Tan pronto como Gong Jue Chen vio a An Jing y Xiao Changyi abrir la puerta, primero levantó la mirada hacia ellos con su expresión lamentable, luego descansó su barbilla de nuevo sobre sus rodillas y dijo con una voz muy triste:

—Changyi, Jingjing, estoy de mal humor.

—¿Y luego? —preguntó An Jing.

—Deberían prepararme una comida ustedes mismos. Ya he desayunado, así que solo preparen el almuerzo, y cuantos más platos mejor. Sería mejor llamar a Lanlan y Jade Jade también; al ver sus caras bonitas, podría ser capaz de comer mucho.

An Jing se quedó en silencio, pero aún preguntó:

—¿Comer la comida que preparamos te animará?

—No lo sé, intentemos —respondió Gong Jue Chen despreocupadamente.

An Jing se sintió sin palabras.

Xiao Changyi no quiso preocuparse por Gong Jue Chen y estaba a punto de irse con An Jing y los niños.

Sin embargo, los niños sintieron gran simpatía por Gong Jue Chen, agarrando los pantalones de An Jing y Xiao Changyi y diciendo con sus voces infantiles:

—Papá, Mamá, el Tío Chenchen se ve tan lamentable, como un perrito que nadie quiere.

—Guau guau —Gong Jue Chen incluso cooperó ladrando dos veces.

An Jing: …

Xiao Changyi: …

Pero los cuatro pequeños se divertían y soltaron inmediatamente los pantalones de An Jing y Xiao Changyi.
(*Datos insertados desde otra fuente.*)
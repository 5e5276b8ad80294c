//! Route descriptors.

use serde::Serialize;
use serde_json::Value;

use crate::config::RouteConfig;
use crate::routing::error::BuildError;
use crate::routing::params::Params;
use crate::routing::pattern::RoutePattern;

/// A binding from a path pattern to a handler.
#[derive(Debug, Clone)]
pub struct Route {
    pattern: RoutePattern,
    handler: String,
    params: Params,
    name: Option<String>,
}

impl Route {
    /// Create a route with no static parameters and no name.
    pub fn new(pattern: &str, handler: impl Into<String>) -> Result<Self, BuildError> {
        let pattern = RoutePattern::new(pattern).map_err(|source| BuildError::InvalidPattern {
            pattern: pattern.to_string(),
            source,
        })?;

        Ok(Self {
            pattern,
            handler: handler.into(),
            params: Params::new(),
            name: None,
        })
    }

    /// Build a route from its configuration entry.
    pub fn from_config(config: &RouteConfig) -> Result<Self, BuildError> {
        let mut route = Self::new(&config.pattern, config.handler.clone())?
            .with_params(Params::from(config.params.clone()));
        route.name = config.name.clone();
        Ok(route)
    }

    pub fn with_params(mut self, params: Params) -> Self {
        self.params = params;
        self
    }

    /// Add one static parameter.
    pub fn param(mut self, key: impl Into<String>, value: impl Into<Value>) -> Self {
        self.params.insert(key, value);
        self
    }

    pub fn named(mut self, name: impl Into<String>) -> Self {
        self.name = Some(name.into());
        self
    }

    pub fn pattern(&self) -> &RoutePattern {
        &self.pattern
    }

    pub fn handler(&self) -> &str {
        &self.handler
    }

    pub fn params(&self) -> &Params {
        &self.params
    }

    pub fn name(&self) -> Option<&str> {
        self.name.as_deref()
    }

    /// Match a path already stripped of the mount prefix.
    pub fn try_match(&self, path: &str) -> Option<Match> {
        let caps = self.pattern.captures(path)?;

        Some(Match {
            route_name: self.name.clone(),
            handler: self.handler.clone(),
            pattern: self.pattern.source().to_string(),
            params: Params::merged(caps.named, &self.params),
            args: caps.positional,
        })
    }
}

/// The outcome of a successful lookup.
#[derive(Debug, Clone, PartialEq, Serialize)]
pub struct Match {
    /// Name of the matched route, if it has one.
    pub route_name: Option<String>,
    /// Handler id to dispatch to.
    pub handler: String,
    /// Source of the matched pattern.
    pub pattern: String,
    /// Captured named groups merged with static parameters.
    pub params: Params,
    /// Unnamed groups, for patterns without named groups.
    pub args: Vec<String>,
}

#[cfg(test)]
mod tests {
    use super::*;

    #[test]
    fn test_try_match_merges_static_params() {
        let route = Route::new("^NoSample$", "index")
            .unwrap()
            .param("retry_message", "No Sample Specified")
            .named("indexNoSample");

        let matched = route.try_match("NoSample").unwrap();
        assert_eq!(matched.handler, "index");
        assert_eq!(matched.route_name.as_deref(), Some("indexNoSample"));
        assert_eq!(matched.params.get_str("retry_message"), Some("No Sample Specified"));
        assert!(route.try_match("NoSample/").is_none());
    }

    #[test]
    fn test_invalid_pattern() {
        let err = Route::new("^match_(?P<broken/$", "get_match").unwrap_err();
        assert!(matches!(err, BuildError::InvalidPattern { .. }));
    }

    #[test]
    fn test_from_config() {
        let mut params = serde_json::Map::new();
        params.insert("retry_message".into(), "Gone".into());
        let config = RouteConfig {
            pattern: "^gone/$".into(),
            handler: "index".into(),
            name: Some("gone".into()),
            params,
        };

        let route = Route::from_config(&config).unwrap();
        assert_eq!(route.name(), Some("gone"));
        assert_eq!(route.params().get_str("retry_message"), Some("Gone"));
    }
}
En cambio, se reunieron alrededor de Gong Jue Chen, riendo y pidiéndole que ladrara de nuevo.

—Guau guau —Gong Jue Chen cumplió rápidamente con la solicitud de los cuatro pequeños.

Los cuatro pequeños le pidieron a Gong Jue Chen que ladrara de nuevo.

Y Gong Jue Chen realmente ladró de nuevo.

Al final, la risa casi dejó sin aliento a los niños:

—Papá, Mamá, el Tío Chenchen es muy divertido.

—Solo su Tío Chenchen jugaría con ustedes así —dijo An Jing, con una sonrisa mientras acariciaba suavemente las cabezas de los pequeños, luego se volvió para mirar a Gong Jue Chen todavía agachado como un gran perro no deseado, y dijo—. Está bien, lo haremos para ti, no necesitas seguir fingiendo.

Gong Jue Chen inmediatamente saltó del suelo, sin rastro de la expresión lamentable, en cambio, dijo alegremente:

—¡Entonces solo esperaré el almuerzo!

An Jing miró afuera al cielo temprano de la mañana:

—¿No crees que es demasiado temprano para esperar ahora?

—Para nada —Gong Jue Chen continuó con una sonrisa juguetona—, después de todo, no tengo nada más que hacer.

An Jing: Las palabras realmente tienen sentido!

Sin embargo, considerando los veinte años de dolor y malentendidos que Gong Jue Chen había sufrido, tanto An Jing como Xiao Changyi no se preocuparon por discutir con él.

De hecho, hicieron lo que deseaba Gong Jue Chen y mandaron llamar a Meng Lan Qing y Tobanya – dos grandes bellezas – para asistir a la mesa del almuerzo.